I’m going to emphasize that competitions like the Olympics, the Paralympics and the Warrior Games aren’t just about who wins the gold or who sets a new record.  They're about getting involved and working together.  They're about competing fairly and triumphing over adversity, and they're also about how service and patriotism aren’t simply words or symbols; they're the choices you make and the way you live your lives.

And that message doesn't just come from our troops and our wounded warriors, it really comes from our military families, as well, who I have just come to love deeply.  It comes from spouses who are running their households all alone during those long deployments.  It comes from kids who are succeeding in school and stepping up at home, and putting on a brave face through all the challenges they face. 

So I want all of you to know that your work, your commitment, your devotion to this country does not go unnoticed.  It truly does not.  We are all so grateful and proud of your service, and we all want to find some way to say thank you.

And that's why last year Jill Biden and I -- that we launched Joining Forces, a nationwide campaign to recognize, honor and support our men and women in uniform and their families.

And that work was started, of course, by my husband, your Commander-in-Chief.  Over the past few years, he championed the Post-9/11 GI Bill, which has helped more than half a million veterans and military family members go to college.  He signed a law that provides tax credit for businesses that hire veterans and wounded warriors.  And he has worked to end the outrage of veterans’ homelessness.  And on top of all that, through Joining Forces, businesses are -- they're hiring tens of thousands of veterans and military spouses.  Doctors and nurses and medical students are learning new techniques to care for our troops and veterans.  Schools and faith groups and community organizations are reaching out to military families and children all across this country.

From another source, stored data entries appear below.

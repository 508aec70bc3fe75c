//! Raw signal ownership and synthetic channel generation.
//!
//! A [`SignalStore`] owns the per-channel recordings of one logical
//! recording-set: a primary ECG channel, an EMG noise channel, and a
//! three-axis accelerometer block. It is constructed once at pipeline start
//! and read-only thereafter; every transformation produces a new array.

use ndarray::{Array1, Array2, ArrayView1, ArrayView2};
use rand::{rngs::StdRng, SeedableRng};
use rand_distr::{Distribution, Normal};

use crate::error::{PipelineError, Result};

/// Number of accelerometer axes in a recording-set.
pub const ACC_AXES: usize = 3;

/// Standard deviation of the synthetic resting-accelerometer noise used as
/// the label-side accelerometer channels.
pub const REST_ACC_SIGMA: f64 = 0.05;

/// Role a channel plays in the dataset, selecting its normalization scaling.
#[derive(Debug, Clone, Copy, PartialEq, Eq)]
pub enum ChannelRole {
    /// The clean ECG channel. Normalized to `[-1, 1]`.
    Primary,
    /// The EMG noise channel. Normalized then scaled by the noise level.
    Noise,
    /// An accelerometer axis. Normalized then scaled by the square root of
    /// the noise level.
    Accelerometer,
}

/// Owns the raw per-channel signal arrays of one recording-set.
#[derive(Debug, Clone)]
pub struct SignalStore {
    ecg: Array1<f64>,
    emg: Array1<f64>,
    acc: Array2<f64>,
}

impl SignalStore {
    /// Build a store from raw channel arrays.
    ///
    /// `acc` must have exactly [`ACC_AXES`] rows; its column count and the
    /// EMG length may be shorter than the ECG (they are tiled later), but no
    /// channel may be empty.
    ///
    /// # Errors
    ///
    /// Returns [`PipelineError::InvalidInput`] for an empty channel and
    /// [`PipelineError::ShapeMismatch`] for a wrong accelerometer row count.
    pub fn new(ecg: Array1<f64>, emg: Array1<f64>, acc: Array2<f64>) -> Result<Self> {
        if ecg.is_empty() {
            return Err(PipelineError::invalid_input("ECG channel is empty"));
        }
        if emg.is_empty() {
            return Err(PipelineError::invalid_input("EMG channel is empty"));
        }
        if acc.nrows() != ACC_AXES {
            return Err(PipelineError::shape_mismatch(format!(
                "expected {ACC_AXES} accelerometer axes, got {}",
                acc.nrows()
            )));
        }
        if acc.ncols() == 0 {
            return Err(PipelineError::invalid_input(
                "accelerometer channels are empty",
            ));
        }
        Ok(Self { ecg, emg, acc })
    }

    /// The primary ECG channel.
    #[must_use]
    pub fn ecg(&self) -> ArrayView1<'_, f64> {
        self.ecg.view()
    }

    /// The EMG noise channel.
    #[must_use]
    pub fn emg(&self) -> ArrayView1<'_, f64> {
        self.emg.view()
    }

    /// The accelerometer block, one axis per row.
    #[must_use]
    pub fn acc(&self) -> ArrayView2<'_, f64> {
        self.acc.view()
    }

    /// Total sample count of the recording-set, defined by the primary
    /// channel.
    #[must_use]
    pub fn samples(&self) -> usize {
        self.ecg.len()
    }

    /// Generate the synthetic resting-accelerometer block used as the
    /// label-side accelerometer channels: `rows × len` samples drawn from
    /// `N(0, sigma)` with an explicit seed.
    ///
    /// # Errors
    ///
    /// Returns [`PipelineError::InvalidConfig`] if `sigma` is not a valid
    /// standard deviation.
    pub fn clean_accelerometer(
        rows: usize,
        len: usize,
        sigma: f64,
        seed: u64,
    ) -> Result<Array2<f64>> {
        let normal = Normal::new(0.0, sigma).map_err(|e| {
            PipelineError::invalid_config(format!("invalid accelerometer noise sigma: {e}"))
        })?;
        let mut rng = StdRng::seed_from_u64(seed);
        Ok(Array2::from_shape_simple_fn((rows, len), || {
            normal.sample(&mut rng)
        }))
    }
}
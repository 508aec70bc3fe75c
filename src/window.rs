//! Reversible windowing between flat multi-channel series and fixed-length
//! training windows.
//!
//! [`reformat`] and [`undo_reformat`] are mutual inverses for any input whose
//! sample-axis length is an exact multiple of `feature_len`. Both are pure
//! index permutations, so the round trip is bit-exact for floating data.
//! Downstream evaluation relies on this to compare model output against the
//! raw time series.
//!
//! # Layouts
//!
//! - [`WindowLayout::Flat`]: `(channels, total)` ⇄ `(windows, channels, 1, feature_len)`
//! - [`WindowLayout::Stacked`]: `(channels, total)` ⇄ `(windows, 1, channels, feature_len)`

use ndarray::{concatenate, Array2, Array4, Axis};

use crate::config::WindowLayout;
use crate::error::{PipelineError, Result};

/// Cut a flat `(channels, total)` array into fixed-length windows.
///
/// # Errors
///
/// - [`PipelineError::InvalidInput`] for an empty array or zero `feature_len`.
/// - [`PipelineError::WindowRemainder`] when the sample count is not an
///   exact multiple of `feature_len`. The remainder is never truncated.
pub fn reformat(
    data: &Array2<f64>,
    feature_len: usize,
    layout: WindowLayout,
) -> Result<Array4<f64>> {
    let (channels, total_len) = data.dim();
    if channels == 0 || total_len == 0 {
        return Err(PipelineError::invalid_input("cannot reformat an empty array"));
    }
    if feature_len == 0 {
        return Err(PipelineError::invalid_input("feature_len must be at least 1"));
    }
    if total_len % feature_len != 0 {
        return Err(PipelineError::window_remainder(total_len, feature_len));
    }

    let windows = total_len / feature_len;
    let windowed = match layout {
        WindowLayout::Flat => Array4::from_shape_fn(
            (windows, channels, 1, feature_len),
            |(w, c, _, j)| data[[c, w * feature_len + j]],
        ),
        WindowLayout::Stacked => Array4::from_shape_fn(
            (windows, 1, channels, feature_len),
            |(w, _, c, j)| data[[c, w * feature_len + j]],
        ),
    };
    Ok(windowed)
}

/// Exact structural inverse of [`reformat`] for the same layout.
///
/// The window length is recovered from the array shape; the layout must
/// match the one used at creation time.
///
/// # Errors
///
/// - [`PipelineError::InvalidInput`] for an empty array.
/// - [`PipelineError::ShapeMismatch`] when the array shape does not match
///   the given layout.
pub fn undo_reformat(windowed: &Array4<f64>, layout: WindowLayout) -> Result<Array2<f64>> {
    let (windows, axis1, axis2, feature_len) = windowed.dim();
    if windows == 0 || feature_len == 0 {
        return Err(PipelineError::invalid_input(
            "cannot undo reformat of an empty array",
        ));
    }

    let flat = match layout {
        WindowLayout::Flat => {
            if axis2 != 1 {
                return Err(PipelineError::shape_mismatch(format!(
                    "flat layout expects group axis 1, got shape ({windows}, {axis1}, {axis2}, {feature_len})"
                )));
            }
            let channels = axis1;
            Array2::from_shape_fn((channels, windows * feature_len), |(c, t)| {
                windowed[[t / feature_len, c, 0, t % feature_len]]
            })
        }
        WindowLayout::Stacked => {
            if axis1 != 1 {
                return Err(PipelineError::shape_mismatch(format!(
                    "stacked layout expects role axis 1, got shape ({windows}, {axis1}, {axis2}, {feature_len})"
                )));
            }
            let channels = axis2;
            Array2::from_shape_fn((channels, windows * feature_len), |(c, t)| {
                windowed[[t / feature_len, 0, c, t % feature_len]]
            })
        }
    };
    Ok(flat)
}

/// Pair input and label window sets along the role axis.
///
/// Both sets must be in [`WindowLayout::Stacked`] form with identical
/// shapes; the result is `(windows, 2, channels, feature_len)` with role 0
/// holding the input windows and role 1 the labels.
///
/// # Errors
///
/// Returns [`PipelineError::ShapeMismatch`] when the shapes differ or either
/// set is not in stacked form.
pub fn stack_pairs(input: &Array4<f64>, label: &Array4<f64>) -> Result<Array4<f64>> {
    if input.dim() != label.dim() {
        return Err(PipelineError::shape_mismatch(format!(
            "input windows {:?} vs label windows {:?}",
            input.dim(),
            label.dim()
        )));
    }
    if input.dim().1 != 1 {
        return Err(PipelineError::shape_mismatch(
            "paired extraction requires the stacked layout".to_string(),
        ));
    }
    concatenate(Axis(1), &[input.view(), label.view()])
        .map_err(|e| PipelineError::shape_mismatch(e.to_string()))
}
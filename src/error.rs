//! Error types for the EMD extraction pipeline.
//!
//! Stage-boundary failures (configuration, shape preconditions, filesystem)
//! abort the run. Degenerate per-window decompositions are *not* errors; they
//! are recorded as [`crate::emd::ShortSampleRecord`]s and processing continues.

use std::path::PathBuf;

use thiserror::Error;

/// Main error type for pipeline operations.
#[derive(Error, Debug)]
pub enum PipelineError {
    /// Input validation errors.
    #[error("Invalid input: {0}")]
    InvalidInput(String),

    /// Configuration validation failed.
    #[error("Invalid configuration: {0}")]
    InvalidConfig(String),

    /// A channel is all-zero or constant, so amplitude scaling would divide
    /// by zero.
    #[error("Constant channel: {context}")]
    ConstantChannel { context: String },

    /// A noise channel cannot be tiled to the primary signal length by a
    /// whole number of repeats.
    #[error("Cannot tile channel of {secondary} samples to {primary} (ratio is not an integer)")]
    TilingMismatch { primary: usize, secondary: usize },

    /// The sample count is not an exact multiple of the window length.
    #[error("Signal length {total_len} is not a multiple of feature_len {feature_len}")]
    WindowRemainder { total_len: usize, feature_len: usize },

    /// An array has a shape incompatible with the requested operation.
    #[error("Shape mismatch: {0}")]
    ShapeMismatch(String),

    /// Filesystem access failed.
    #[error("I/O error at {path}: {source}")]
    Io {
        path: PathBuf,
        source: std::io::Error,
    },

    /// Writing an `.npy` artifact failed.
    #[error("Artifact write failed: {0}")]
    ArtifactWrite(#[from] ndarray_npy::WriteNpyError),

    /// Reading an `.npy` artifact failed.
    #[error("Artifact read failed: {0}")]
    ArtifactRead(#[from] ndarray_npy::ReadNpyError),
}

/// Result type alias for pipeline operations.
pub type Result<T> = std::result::Result<T, PipelineError>;

impl PipelineError {
    /// Create an invalid input error.
    #[must_use]
    pub fn invalid_input(msg: impl Into<String>) -> Self {
        Self::InvalidInput(msg.into())
    }

    /// Create an invalid configuration error.
    #[must_use]
    pub fn invalid_config(msg: impl Into<String>) -> Self {
        Self::InvalidConfig(msg.into())
    }

    /// Create a constant channel error.
    #[must_use]
    pub fn constant_channel(context: impl Into<String>) -> Self {
        Self::ConstantChannel {
            context: context.into(),
        }
    }

    /// Create a tiling mismatch error.
    #[must_use]
    pub const fn tiling_mismatch(primary: usize, secondary: usize) -> Self {
        Self::TilingMismatch { primary, secondary }
    }

    /// Create a window remainder error.
    #[must_use]
    pub const fn window_remainder(total_len: usize, feature_len: usize) -> Self {
        Self::WindowRemainder {
            total_len,
            feature_len,
        }
    }

    /// Create a shape mismatch error.
    #[must_use]
    pub fn shape_mismatch(msg: impl Into<String>) -> Self {
        Self::ShapeMismatch(msg.into())
    }

    /// Create an I/O error with path context.
    #[must_use]
    pub fn io(path: impl Into<PathBuf>, source: std::io::Error) -> Self {
        Self::Io {
            path: path.into(),
            source,
        }
    }
}
//! ECG-EMD Dataset Pipeline
//!
//! Prepares physiological time-series (an ECG channel, EMG noise, and
//! accelerometer channels) into fixed-shape tensors for training a denoising
//! model, and decomposes each training window into a bounded set of
//! Intrinsic Mode Functions via Empirical Mode Decomposition.
//!
//! # Features
//!
//! - **Reversible windowing**: `reformat`/`undo_reformat` round-trip
//!   bit-exactly, so predictions can be compared against raw time series
//! - **Fixed-shape output**: every window contributes a `(10, 1,
//!   feature_len)` block regardless of how many IMFs sifting found
//! - **Degenerate-case bookkeeping**: windows with fewer than five true
//!   components are zero-padded and flagged, never dropped or fatal
//! - **Reproducible**: shuffling and synthetic noise are explicitly seeded
//! - **Parallel extraction**: per-window sifting runs as a rayon map
//!
//! # Quick Start
//!
//! ```no_run
//! use ecg_emd::{DatasetConfig, Pipeline, SignalStore, ACC_AXES};
//! use ndarray::{Array1, Array2};
//!
//! let ecg = Array1::from_shape_fn(240_000, |i| (i as f64 * 0.01).sin());
//! let emg = Array1::from_shape_fn(10_000, |i| (i as f64 * 0.7).sin());
//! let acc = Array2::from_shape_fn((ACC_AXES, 10_000), |(a, i)| {
//!     ((a + 1) as f64 * i as f64 * 0.3).sin()
//! });
//! let signals = SignalStore::new(ecg, emg, acc)?;
//!
//! let config = DatasetConfig::default().with_noise_level(1.0);
//! let artifact_dir = Pipeline::new(config)?.run(&signals, "Trained_Params".as_ref())?;
//! # Ok::<(), ecg_emd::PipelineError>(())
//! ```
//!
//! # Output contract
//!
//! The training collaborator receives tensors of shape `(windows, 10, 1,
//! feature_len)` — slots 0–4 hold the input channel's consolidated IMFs,
//! slots 5–9 the label channel's — and must apply [`undo_reformat`] with
//! the creation-time `feature_len`/layout to recover time-domain signals.

#![warn(clippy::pedantic)]
#![allow(clippy::module_name_repetitions)]
#![allow(clippy::similar_names)]
#![allow(clippy::cast_precision_loss)]
#![allow(clippy::cast_possible_truncation)]
#![allow(clippy::cast_sign_loss)]

pub mod config;
pub mod emd;
pub mod error;
pub mod normalize;
pub mod pipeline;
pub mod signal;
pub mod split;
pub mod store;
pub mod window;

// Re-exports for convenient access
pub use config::{
    DatasetConfig, ModelKind, Motion, WindowLayout, DEFAULT_FEATURE_LEN, DEFAULT_SEED,
    DEFAULT_SPLIT_RATIO,
};
pub use emd::{consolidate_modes, EmdDataset, EmdExtractor, ShortSampleRecord, SiftSettings};
pub use error::{PipelineError, Result};
pub use normalize::{normalize, tile};
pub use pipeline::{Pipeline, PreparedSets};
pub use signal::{ChannelRole, SignalStore, ACC_AXES, REST_ACC_SIGMA};
pub use split::split;
pub use store::{ArtifactStore, Subset};
pub use window::{reformat, stack_pairs, undo_reformat};

/// Library version.
pub const VERSION: &str = env!("CARGO_PKG_VERSION");

/// IMF slots per channel; higher orders are consolidated into the last slot.
pub const IMF_SLOTS: usize = 5;

/// Channel count of each output tensor entry (input + label slot blocks).
pub const TENSOR_CHANNELS: usize = 2 * IMF_SLOTS;
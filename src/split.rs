//! Train/validation partitioning of windowed datasets.
//!
//! For ratio `r` and `n` windows, the validation set receives `n / (r + 1)`
//! windows (integer floor) and the training set the rest. With shuffling the
//! window order is permuted by a seeded RNG before slicing, so a given seed
//! always reproduces the same partition; without it the split is a
//! contiguous prefix/suffix.

use ndarray::{Array4, Axis};
use rand::{rngs::StdRng, seq::SliceRandom, SeedableRng};
use tracing::debug;

use crate::error::{PipelineError, Result};

/// Partition a windowed dataset into `(train, val)` along the window axis.
///
/// # Errors
///
/// - [`PipelineError::InvalidConfig`] when `ratio < 1`.
/// - [`PipelineError::InvalidInput`] when the dataset has no windows.
pub fn split(
    windowed: &Array4<f64>,
    ratio: usize,
    shuffle: bool,
    seed: u64,
) -> Result<(Array4<f64>, Array4<f64>)> {
    if ratio == 0 {
        return Err(PipelineError::invalid_config("split ratio must be at least 1"));
    }
    let n = windowed.len_of(Axis(0));
    if n == 0 {
        return Err(PipelineError::invalid_input("cannot split an empty dataset"));
    }

    let mut order: Vec<usize> = (0..n).collect();
    if shuffle {
        let mut rng = StdRng::seed_from_u64(seed);
        order.shuffle(&mut rng);
    }

    let val_len = n / (ratio + 1);
    let (train_idx, val_idx) = order.split_at(n - val_len);
    debug!(
        windows = n,
        train = train_idx.len(),
        val = val_idx.len(),
        shuffle,
        "split dataset"
    );

    let train = windowed.select(Axis(0), train_idx);
    let val = windowed.select(Axis(0), val_idx);
    Ok((train, val))
}
//! End-to-end pipeline tests: conditioning, extraction, persistence, and the
//! degenerate-window bookkeeping contract.

use ecg_emd::{
    normalize, undo_reformat, ArtifactStore, ChannelRole, DatasetConfig, EmdExtractor, Pipeline,
    SignalStore, Subset, WindowLayout, ACC_AXES, IMF_SLOTS, TENSOR_CHANNELS,
};
use ndarray::{s, Array1, Array2, Array4, Axis};
use std::f64::consts::PI;

fn synthetic_signals(total: usize, noise_len: usize) -> SignalStore {
    let ecg = Array1::from_shape_fn(total, |i| {
        let t = i as f64 / total as f64;
        (2.0 * PI * 10.0 * t).sin() + 0.5 * (2.0 * PI * 47.0 * t).sin()
    });
    let emg = Array1::from_shape_fn(noise_len, |i| {
        (2.0 * PI * 120.0 * i as f64 / noise_len as f64).sin()
    });
    let acc = Array2::from_shape_fn((ACC_AXES, noise_len), |(a, i)| {
        (2.0 * PI * (a + 2) as f64 * i as f64 / noise_len as f64).sin()
    });
    SignalStore::new(ecg, emg, acc).unwrap()
}

#[test]
fn run_persists_four_artifacts_with_fixed_shapes() {
    let tmp = tempfile::tempdir().unwrap();
    let config = DatasetConfig::default()
        .with_noise_level(1.0)
        .with_split_ratio(3)
        .with_shuffle(true);
    let signals = synthetic_signals(2400, 1200);

    let dir = Pipeline::new(config).unwrap().run(&signals, tmp.path()).unwrap();
    for name in [
        "EMDs_train.npy",
        "short_list_train.npy",
        "EMDs_val.npy",
        "short_list_val.npy",
    ] {
        assert!(dir.join(name).exists(), "missing {name}");
    }

    let store = ArtifactStore::new(tmp.path());
    let train = store.load_tensors(1.0, Subset::Train).unwrap();
    let val = store.load_tensors(1.0, Subset::Validation).unwrap();

    // Fixed-shape invariant: (windows, 10, 1, feature_len) for both sets.
    assert_eq!(train.dim(), (6, TENSOR_CHANNELS, 1, 300));
    assert_eq!(val.dim(), (2, TENSOR_CHANNELS, 1, 300));
}

#[test]
fn label_windows_undo_to_the_clean_channels() {
    let config = DatasetConfig::default()
        .with_noise_level(2.0)
        .with_split_ratio(3)
        .with_shuffle(false);
    let signals = synthetic_signals(2400, 1200);
    let sets = Pipeline::new(config).unwrap().prepare(&signals).unwrap();

    // Unshuffled, the training set is the contiguous prefix; undoing its
    // label windows must reproduce the normalized clean ECG bit-for-bit.
    let labels = sets.train.slice(s![.., 1..2, .., ..]).to_owned();
    let flat = undo_reformat(&labels, WindowLayout::Stacked).unwrap();

    let clean_ecg = normalize(signals.ecg(), ChannelRole::Primary, 2.0).unwrap();
    let covered = flat.ncols();
    assert_eq!(flat.row(0), clean_ecg.slice(s![0..covered]));
}

#[test]
fn short_sample_records_iff_fewer_than_five_components() {
    // Mix oscillatory windows with monotone ramps: the ramps decompose to a
    // single residue and must be flagged, the rest must match their own
    // standalone decomposition count.
    let feature_len = 256;
    let windows = 6;
    let dataset = Array4::from_shape_fn((windows, 2, 1, feature_len), |(w, r, _, j)| {
        let t = j as f64 / feature_len as f64;
        if w % 2 == 0 {
            (w + r + 1) as f64 * 0.01 * j as f64
        } else {
            (2.0 * PI * 5.0 * t).sin() + 0.5 * (2.0 * PI * 31.0 * t).sin()
        }
    });

    let extractor = EmdExtractor::default();
    let out = extractor.extract(&dataset).unwrap();
    assert_eq!(out.tensors.dim(), (windows, TENSOR_CHANNELS, 1, feature_len));

    for w in 0..windows {
        let input_modes = extractor
            .decompose(&dataset.slice(s![w, 0, 0, ..]).to_vec())
            .len();
        let label_modes = extractor
            .decompose(&dataset.slice(s![w, 1, 0, ..]).to_vec())
            .len();
        let flagged = out.short_samples.iter().any(|r| r.window == w);
        let expect_flag = input_modes < IMF_SLOTS || label_modes < IMF_SLOTS;
        assert_eq!(flagged, expect_flag, "window {w}");

        if let Some(record) = out.short_samples.iter().find(|r| r.window == w) {
            assert_eq!(record.input_modes, input_modes);
            assert_eq!(record.label_modes, label_modes);
            // Slots beyond the produced component count stay zero.
            for k in input_modes..IMF_SLOTS {
                assert!(out
                    .tensors
                    .slice(s![w, k, 0, ..])
                    .iter()
                    .all(|&v| v == 0.0));
            }
        }
    }

    // Even-indexed windows are ramps, so at least those are flagged.
    assert!(out.short_samples.len() >= windows / 2);
}

#[test]
fn extraction_output_is_deterministic_across_runs() {
    let signals = synthetic_signals(1200, 600);
    let config = DatasetConfig::default().with_split_ratio(3).with_seed(11);

    let a = Pipeline::new(config.clone()).unwrap().prepare(&signals).unwrap();
    let b = Pipeline::new(config).unwrap().prepare(&signals).unwrap();

    let extractor = EmdExtractor::default();
    let ta = extractor.extract(&a.train).unwrap();
    let tb = extractor.extract(&b.train).unwrap();
    assert_eq!(ta.tensors, tb.tensors);
    assert_eq!(ta.short_samples, tb.short_samples);
}

#[test]
fn tensor_channel_blocks_hold_independent_decompositions() {
    // Input and label channels are decomposed independently; with identical
    // channels the two slot blocks must be identical too.
    let feature_len = 200;
    let dataset = Array4::from_shape_fn((2, 2, 1, feature_len), |(_, _, _, j)| {
        let t = j as f64 / feature_len as f64;
        (2.0 * PI * 4.0 * t).sin() + 0.3 * (2.0 * PI * 19.0 * t).sin()
    });

    let out = EmdExtractor::default().extract(&dataset).unwrap();
    for w in 0..2 {
        let input_block = out.tensors.slice(s![w, 0..IMF_SLOTS, .., ..]);
        let label_block = out.tensors.slice(s![w, IMF_SLOTS..TENSOR_CHANNELS, .., ..]);
        assert_eq!(input_block, label_block);
    }
    assert_eq!(out.tensors.len_of(Axis(1)), TENSOR_CHANNELS);
}
//! # Alias Module
//!
//! Alias syntax and the data model. Two rules hold everywhere:
//!
//! 1. Directory keys are `normalize(alias)`. The `@` sigil is cosmetic and
//!    only re-attached on output.
//! 2. Resolution responses are derived on demand and never stored.

pub mod normalize;
pub mod record;

pub use normalize::{display_alias, is_reserved, normalize};
pub use record::{
    AliasRecord, AliasStatus, AttestationLevel, Endpoint, EndpointType, ResolutionResponse,
};
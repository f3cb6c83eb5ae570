// Copyright (c) 2026 ALAS Technology. MIT License.
// See LICENSE for details.

//! # MW-ALS: Alias Lookup Service Core
//!
//! Maps human-memorable aliases such as `@koda_dev` to the settlement
//! endpoints behind them (mobile-money wallets, bank accounts). Every answer
//! is signed so a relying party can check it came from the service, and
//! aliases marked private get time-boxed privacy tokens in place of their
//! raw destinations.
//!
//! ## Architecture
//!
//! Leaf modules first:
//!
//! - **alias**: normalization, reserved words, the record and response types.
//! - **crypto**: Ed25519 keys and signatures.
//! - **trust**: canonical strings, response signatures, privacy tokens.
//! - **storage**: the store contract plus JSON, sled and in-memory stores.
//! - **directory**: the locked in-process alias map and its durability.
//! - **attestation**: trust-tier upgrades with per-level proof checks.
//! - **resolver**: directory + trust layer = signed responses.
//! - **remote**: the ledger contract, cancellation tokens, an in-memory ledger.
//! - **hybrid**: local cache in front of the ledger.
//! - **service**: the async seam the transport talks to.
//! - **config**: constants that are part of the wire format.
//!
//! ## Quick look
//!
//! ```
//! use std::sync::Arc;
//! use als_protocol::{AliasDirectory, AliasRecord, Endpoint, ResolutionEngine, TrustLayer};
//! use als_protocol::crypto::AlsKeypair;
//!
//! let directory = Arc::new(AliasDirectory::in_memory());
//! directory.seed(
//!     AliasRecord::new("koda_dev", "K**** M*******")
//!         .with_endpoint(Endpoint::wallet(1, "AIRTEL_MONEY", "26599...")),
//! );
//!
//! let trust = Arc::new(TrustLayer::new(AlsKeypair::generate()));
//! let engine = ResolutionEngine::new(directory, trust);
//! let response = engine.resolve("@Koda_Dev").unwrap();
//! assert_eq!(response.alias, "@koda_dev");
//! assert_eq!(response.endpoints[0].destination, "26599...");
//! ```

pub mod alias;
pub mod attestation;
pub mod config;
pub mod crypto;
pub mod directory;
pub mod error;
pub mod hybrid;
pub mod remote;
pub mod resolver;
pub mod service;
pub mod storage;
pub mod trust;

pub use alias::{
    display_alias, is_reserved, normalize, AliasRecord, AliasStatus, AttestationLevel, Endpoint,
    EndpointType, ResolutionResponse,
};
pub use attestation::{AttestationEngine, AttestationReceipt, Attested};
pub use directory::{AliasDirectory, Durability};
pub use error::{AlsError, AlsResult, AttestationError};
pub use hybrid::{HybridConfig, HybridResolver, RemoteStats};
pub use remote::{BlockchainResolver, CancelHandle, CancelToken, InMemoryLedger, RemoteError};
pub use resolver::ResolutionEngine;
pub use service::{AliasService, AttestationRequest, RegistrationReceipt, RegistrationRequest};
pub use storage::{AliasStore, JsonFileStore, MemoryStore, SledStore, StoreError};
pub use trust::{PrivacyToken, TokenError, TrustLayer};
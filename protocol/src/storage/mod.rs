//! # Storage Module
//!
//! Durability for the alias directory. The directory itself is an in-memory
//! map; stores only have to load the whole map at startup and save the whole
//! map after a write.
//!
//! ```text
//! mod.rs    : AliasStore contract, StoreError, MemoryStore
//! json.rs   : JsonFileStore: one pretty-printed JSON object on disk
//! db.rs     : SledStore: embedded sled tree, bincode values
//! ```
//!
//! ## Contract
//!
//! - `load_all` on a store that has never been written returns an empty map.
//!   "Missing" is a fresh start, not a failure.
//! - Any other read or decode failure is an error; the directory treats it
//!   as fatal during construction.
//! - `save_all` replaces the persisted contents with the given map.

pub mod db;
pub mod json;

use std::collections::HashMap;

use parking_lot::RwLock;

use crate::alias::AliasRecord;

pub use db::SledStore;
pub use json::JsonFileStore;

/// Errors that can occur while loading or saving alias records.
#[derive(Debug, thiserror::Error)]
pub enum StoreError {
    #[error("io error: {0}")]
    Io(#[from] std::io::Error),

    #[error("json error: {0}")]
    Json(#[from] serde_json::Error),

    #[error("sled error: {0}")]
    Sled(#[from] sled::Error),

    #[error("encoding error: {0}")]
    Encoding(String),
}

pub type StoreResult<T> = Result<T, StoreError>;

/// Canonical alias -> record, the unit stores load and save.
pub type AliasMap = HashMap<String, AliasRecord>;

/// Persistent key-value-of-records abstraction behind the directory.
pub trait AliasStore: Send + Sync {
    /// Load every persisted record. A store with no backing data yet
    /// returns an empty map.
    fn load_all(&self) -> StoreResult<AliasMap>;

    /// Replace the persisted contents with `records`.
    fn save_all(&self, records: &AliasMap) -> StoreResult<()>;
}

/// Process-local store. Nothing survives a restart; useful for tests and
/// for running the node without a data file.
#[derive(Debug, Default)]
pub struct MemoryStore {
    records: RwLock<AliasMap>,
}

impl MemoryStore {
    pub fn new() -> Self {
        Self::default()
    }

    /// Pre-populate the store, as if a previous process had saved `records`.
    pub fn with_records(records: AliasMap) -> Self {
        Self {
            records: RwLock::new(records),
        }
    }

    /// Number of records currently held.
    pub fn len(&self) -> usize {
        self.records.read().len()
    }

    pub fn is_empty(&self) -> bool {
        self.records.read().is_empty()
    }
}

impl AliasStore for MemoryStore {
    fn load_all(&self) -> StoreResult<AliasMap> {
        Ok(self.records.read().clone())
    }

    fn save_all(&self, records: &AliasMap) -> StoreResult<()> {
        *self.records.write() = records.clone();
        Ok(())
    }
}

So what I always want to tell all of you when I get the opportunity is that I want you to know that America does have your back.  I have seen it.  America wants to step up and honor you in the way that you have honored this country.

And this week, as you’re competing and pushing yourselves harder than ever before, I want you to remember that you have got a First Lady and a President who is cheering you on not just today, but truly every single day.  And you have an entire country that loves you and respects you, and strives to live up to the example that all of you set.  Truly, that is a fact.

So I want to wish you all the best of luck.  More importantly have fun and don't get hurt.  (Laughter.)  Stay out of trouble, and God bless you all.  And God bless the United States of America.  (Applause.)